Executive Summary
A high-severity security flaw has been disclosed in Axios, one of the most widely used HTTP client libraries in the JavaScript ecosystem. Tracked as CVE-2026-44488 with a CVSS score of 7.5 (High), the vulnerability affects Axios versions 1.7.0 through 1.15.x when the fetch adapter is in use.
The flaw causes Axios to silently ignore configured maxContentLength and maxBodyLength limits when sending requests with the fetch adapter, allowing applications that rely on these limits for protection against unbounded payloads to receive or send responses of arbitrary size.
Vulnerability Overview
| Attribute | Value |
|---|---|
| CVE ID | CVE-2026-44488 |
| CVSS Score | 7.5 (High) |
| CWE | CWE-770: Allocation of Resources Without Limits or Throttling |
| Attack Vector | Network |
| Attack Complexity | Low |
| Authentication | None required (server-side application using Axios as HTTP client) |
| Impact | Denial of Service / Memory Exhaustion |
| Affected Versions | Axios 1.7.0 – 1.15.x |
| Fixed Version | 1.16.0+ |
Technical Details
Background: Axios Adapters
Axios supports multiple underlying transport adapters.

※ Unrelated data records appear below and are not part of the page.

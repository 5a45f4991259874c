//! DynamoDB-backed record store.
//!
//! The SDK is async; scans are blocking and single-threaded, so the store owns
//! a current-thread tokio runtime and drives each request with `block_on`.
//!
//! ## Throttling
//!
//! Page requests rejected with `ProvisionedThroughputExceededException` or
//! `RequestLimitExceeded` are retried with exponential backoff on top of the
//! SDK's own transport retries:
//! min(max_delay, base_delay * 2^attempt) ± 25% jitter

use super::{Item, PageCursor, RecordStore};
use crate::config::{ScanSettings, StoreConfig, ThrottleRetryConfig};
use crate::{Error, Result, StoreError};
use aws_sdk_dynamodb::error::DisplayErrorContext;
use aws_sdk_dynamodb::operation::scan::ScanOutput as DynamoScanOutput;
use aws_sdk_dynamodb::types::{AttributeValue, KeyType};
use aws_sdk_dynamodb::Client;
use serde_json::Value;
use std::collections::HashMap;
use std::time::Duration;
use tokio::runtime::Runtime;
use tracing::{debug, info, warn};

/// Exponential backoff for throttled page requests.
#[derive(Debug, Clone)]
pub struct RetryPolicy {
    /// Base delay for first retry
    pub base_delay: Duration,
    /// Maximum delay cap
    pub max_delay: Duration,
    /// Maximum number of retries
    pub max_retries: u32,
    /// Whether to add jitter to delays
    pub jitter: bool,
}

impl Default for RetryPolicy {
    fn default() -> Self {
        Self::from(&ThrottleRetryConfig::default())
    }
}

impl From<&ThrottleRetryConfig> for RetryPolicy {
    fn from(config: &ThrottleRetryConfig) -> Self {
        Self {
            base_delay: Duration::from_millis(config.base_delay_ms),
            max_delay: Duration::from_millis(config.max_delay_ms),
            max_retries: config.max_retries,
            jitter: true,
        }
    }
}

impl RetryPolicy {
    /// Disable jitter (for testing).
    pub fn without_jitter(mut self) -> Self {
        self.jitter = false;
        self
    }

    /// Calculate the backoff delay for a given attempt.
    pub fn calculate_delay(&self, attempt: u32) -> Duration {
        let base_ms = self.base_delay.as_millis() as u64;
        let max_ms = self.max_delay.as_millis() as u64;

        let delay_ms = base_ms.saturating_mul(1u64 << attempt.min(20));
        let capped_delay_ms = delay_ms.min(max_ms);

        let final_delay_ms = if self.jitter {
            let jitter_range = capped_delay_ms / 4;
            let jitter = (std::time::SystemTime::now()
                .duration_since(std::time::UNIX_EPOCH)
                .unwrap_or_default()
                .subsec_nanos() as u64)
                % (jitter_range * 2 + 1);
            capped_delay_ms.saturating_sub(jitter_range) + jitter
        } else {
            capped_delay_ms
        };

        Duration::from_millis(final_delay_ms)
    }
}

/// Record store backed by a DynamoDB table scan.
pub struct DynamoStore {
    client: Client,
    runtime: Runtime,
    consistent_read: bool,
    retry: RetryPolicy,
}

impl DynamoStore {
    /// Connect using the store and scan sections of the configuration.
    pub fn connect(store: &StoreConfig, scan: &ScanSettings) -> Result<Self> {
        let runtime = Self::build_runtime()?;
        let sdk_config = runtime.block_on(Self::build_aws_config(store));
        let client = Client::new(&sdk_config);

        info!(
            region = %store.region,
            endpoint = ?store.endpoint_url,
            consistent_read = scan.consistent_read,
            "DynamoDB client initialized"
        );

        Ok(Self {
            client,
            runtime,
            consistent_read: scan.consistent_read,
            retry: RetryPolicy::from(&scan.throttle_retry),
        })
    }

    /// Wrap an already-configured client.
    pub fn from_client(client: Client) -> Result<Self> {
        Ok(Self {
            client,
            runtime: Self::build_runtime()?,
            consistent_read: false,
            retry: RetryPolicy::default(),
        })
    }

    /// Request strongly consistent reads.
    pub fn with_consistent_read(mut self, consistent_read: bool) -> Self {
        self.consistent_read = consistent_read;
        self
    }

    /// Set the throttling retry policy.
    pub fn with_retry_policy(mut self, retry: RetryPolicy) -> Self {
        self.retry = retry;
        self
    }

    fn build_runtime() -> Result<Runtime> {
        Ok(tokio::runtime::Builder::new_current_thread()
            .enable_all()
            .build()?)
    }

    /// Build AWS configuration with credentials.
    async fn build_aws_config(config: &StoreConfig) -> aws_config::SdkConfig {
        let mut loader = aws_config::defaults(aws_config::BehaviorVersion::latest())
            .region(aws_config::Region::new(config.region.clone()))
            .retry_config(
                aws_config::retry::RetryConfig::standard()
                    .with_max_attempts(config.max_attempts),
            );

        if let Some(ref endpoint) = config.endpoint_url {
            loader = loader.endpoint_url(endpoint.clone());
        }

        if let (Some(access_key), Some(secret_key)) =
            (&config.aws_access_key_id, &config.aws_secret_access_key)
        {
            debug!("Using explicit AWS credentials");
            let credentials = aws_credential_types::Credentials::new(
                access_key,
                secret_key,
                None, // session token
                None, // expiry
                "dynscan-explicit-credentials",
            );
            loader = loader.credentials_provider(credentials);
        } else {
            debug!("Using default AWS credential chain");
        }

        loader.load().await
    }

    /// Resolve the table's hash key attribute, if it has one.
    fn describe_hash_key(&self, table: &str) -> Result<Option<String>> {
        let request = self.client.describe_table().table_name(table).send();
        let output = self.runtime.block_on(request).map_err(|err| {
            match err.as_service_error() {
                Some(e) if e.is_resource_not_found_exception() => StoreError::TableNotFound {
                    table: table.to_string(),
                },
                _ => StoreError::Transport(DisplayErrorContext(&err).to_string()),
            }
        })?;

        Ok(output.table().and_then(|description| {
            description
                .key_schema()
                .iter()
                .find(|element| *element.key_type() == KeyType::Hash)
                .map(|element| element.attribute_name().to_string())
        }))
    }

    /// Issue one Scan request, retrying while the table is throttled.
    fn scan_page(
        &self,
        table: &str,
        limit: i32,
        start_key: Option<HashMap<String, AttributeValue>>,
    ) -> Result<DynamoScanOutput> {
        let mut attempt = 0;
        loop {
            let request = self
                .client
                .scan()
                .table_name(table)
                .limit(limit)
                .consistent_read(self.consistent_read)
                .set_exclusive_start_key(start_key.clone())
                .send();

            let err = match self.runtime.block_on(request) {
                Ok(output) => return Ok(output),
                Err(err) => err,
            };

            let service_error = err.as_service_error();
            if service_error.is_some_and(|e| e.is_resource_not_found_exception()) {
                return Err(StoreError::TableNotFound {
                    table: table.to_string(),
                }
                .into());
            }

            let throttled = service_error.is_some_and(|e| {
                e.is_provisioned_throughput_exceeded_exception() || e.is_request_limit_exceeded()
            });
            if !throttled {
                return Err(StoreError::Transport(DisplayErrorContext(&err).to_string()).into());
            }
            if attempt >= self.retry.max_retries {
                return Err(StoreError::Throttled {
                    table: table.to_string(),
                    attempts: attempt + 1,
                }
                .into());
            }

            let delay = self.retry.calculate_delay(attempt);
            warn!(
                table = %table,
                attempt = attempt + 1,
                delay_ms = delay.as_millis() as u64,
                "Scan throttled, backing off"
            );
            std::thread::sleep(delay);
            attempt += 1;
        }
    }
}

impl RecordStore for DynamoStore {
    type Record = Item;

    fn open_scan(
        &self,
        table: &str,
        page_size: usize,
    ) -> Result<Box<dyn PageCursor<Record = Item> + '_>> {
        let limit = i32::try_from(page_size)
            .ok()
            .filter(|limit| *limit > 0)
            .ok_or_else(|| Error::Config(format!("invalid page size {page_size}")))?;

        let hash_key = self.describe_hash_key(table)?.ok_or_else(|| {
            Error::Config(format!("Table '{table}' has no mapping for HASH key"))
        })?;
        debug!(table = %table, hash_key = %hash_key, limit, "Opened DynamoDB scan");

        Ok(Box::new(DynamoCursor {
            store: self,
            table: table.to_string(),
            limit,
            start_key: None,
            exhausted: false,
        }))
    }
}

/// Cursor following `LastEvaluatedKey` continuation tokens.
struct DynamoCursor<'a> {
    store: &'a DynamoStore,
    table: String,
    limit: i32,
    start_key: Option<HashMap<String, AttributeValue>>,
    exhausted: bool,
}

impl PageCursor for DynamoCursor<'_> {
    type Record = Item;

    fn next_page(&mut self) -> Result<Option<Vec<Item>>> {
        if self.exhausted {
            return Ok(None);
        }

        let output = self
            .store
            .scan_page(&self.table, self.limit, self.start_key.take())?;

        self.start_key = output.last_evaluated_key().cloned();
        if self.start_key.is_none() {
            self.exhausted = true;
        }

        Ok(Some(output.items().iter().map(item_from_attributes).collect()))
    }
}

/// Convert a DynamoDB attribute map into a JSON object.
pub fn item_from_attributes(attributes: &HashMap<String, AttributeValue>) -> Item {
    attributes
        .iter()
        .map(|(name, value)| (name.clone(), attribute_to_json(value)))
        .collect()
}

/// Convert a single attribute value into JSON.
///
/// Numbers that do not fit a JSON number are kept as strings; binary values
/// become arrays of byte values.
pub fn attribute_to_json(value: &AttributeValue) -> Value {
    match value {
        AttributeValue::S(s) => Value::String(s.clone()),
        AttributeValue::N(n) => number_value(n),
        AttributeValue::Bool(b) => Value::Bool(*b),
        AttributeValue::Null(_) => Value::Null,
        AttributeValue::L(list) => Value::Array(list.iter().map(attribute_to_json).collect()),
        AttributeValue::M(map) => Value::Object(item_from_attributes(map)),
        AttributeValue::Ss(set) => Value::Array(set.iter().cloned().map(Value::String).collect()),
        AttributeValue::Ns(set) => Value::Array(set.iter().map(|n| number_value(n)).collect()),
        AttributeValue::B(blob) => bytes_value(blob.as_ref()),
        AttributeValue::Bs(blobs) => {
            Value::Array(blobs.iter().map(|blob| bytes_value(blob.as_ref())).collect())
        }
        _ => Value::Null,
    }
}

fn number_value(n: &str) -> Value {
    n.parse::<serde_json::Number>()
        .map(Value::Number)
        .unwrap_or_else(|_| Value::String(n.to_string()))
}

fn bytes_value(bytes: &[u8]) -> Value {
    Value::Array(bytes.iter().map(|b| Value::from(*b)).collect())
}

Historically, the default adapter in Node.js was the http/https adapter (using Node's built-in modules), while browsers used the XMLHttpRequest adapter. Axios 1.7.0 introduced native support for the Fetch API as an adapter — used when adapter: 'fetch' is explicitly configured, or when Axios resolves to fetch in environments where it is available (e.g., modern Node.js 18+, edge runtimes, Deno, Bun).
The Bug
When Axios processes an HTTP request via the fetch adapter, the following configuration properties are silently ignored:
const response = await axios.get('https://api.example.com/large-file', {
adapter: 'fetch', // Fetch adapter selected
maxContentLength: 1000, // ← IGNORED with fetch adapter
maxBodyLength: 1000, // ← IGNORED with fetch adapter
});
// Response body can be any size — no enforcement occursThe xhr and http adapters correctly implement these limits and throw ERR_CANCELED errors when a response or request body exceeds the configured maximum. The fetch adapter bypasses this enforcement entirely.
Why This Matters
Applications use maxContentLength and maxBodyLength to:
- Protect against memory exhaustion — preventing a malicious or misbehaving server from sending a multi-gigabyte response that fills available memory
- Prevent Denial of Service — server applications using Axios as an HTTP client can be overwhelmed by unexpectedly large response payloads
- Enforce business logic constraints — file upload validation, content size policies, and SLA-related limits
When these limits are ignored, an application that believes it is protected may consume unbounded memory processing a large response, leading to crashes, OOM kills, or cascading failures in dependent services.
Affected Configurations
The vulnerability affects applications that:
- Explicitly set
adapter: 'fetch'in their Axios configuration - Run in environments where Axios auto-selects the fetch adapter (Node.js 18+ with global
fetch, edge runtimes, Cloudflare Workers, Deno, Bun) - Depend on
maxContentLengthormaxBodyLengthas a security or resource control
Applications using the default xhr adapter (traditional browser XMLHttpRequest) or the http adapter (Node.js) are not affected.
Remediation
Primary Fix: Upgrade Axios
Upgrade to Axios 1.16.0 or later, which correctly enforces size limits across all adapters including fetch.
npm update axios
# or
npm install axios@latestVerify the installed version:
npm list axiosVerify Adapter Selection
Review your Axios configuration and runtime environment to determine which adapter is active:
import axios from 'axios';
// Check which adapter will be used
const instance = axios.create({});
console.log(instance.defaults.adapter); // 'http', 'xhr', or 'fetch'Immediate Workarounds
If upgrading immediately is not possible, implement size enforcement at the application layer:
// Option 1: Force the http adapter in Node.js
const instance = axios.create({ adapter: 'http' });
// Option 2: Implement manual size checking in an interceptor
instance.interceptors.response.use((response) => {
const contentLength = response.headers['content-length'];
const MAX = 1_000_000; // 1MB
if (contentLength && parseInt(contentLength) > MAX) {
throw new Error('Response too large');
}
return response;
});Ecosystem Impact
Axios is one of the most downloaded npm packages in existence, with hundreds of millions of weekly downloads. The introduction of the fetch adapter in v1.7.0 and its gradual adoption in modern runtimes means this vulnerability has a wide blast radius — particularly in:
- Edge functions (Cloudflare Workers, Vercel Edge, Fastly Compute) where fetch is the only available adapter
- Bun and Deno applications that use Axios for HTTP client functionality
- Node.js 18+ server applications where Axios may auto-select fetch
Organizations performing dependency audits should flag any Axios version between 1.7.0 and 1.15.x that is used with the fetch adapter or in edge/modern runtime environments.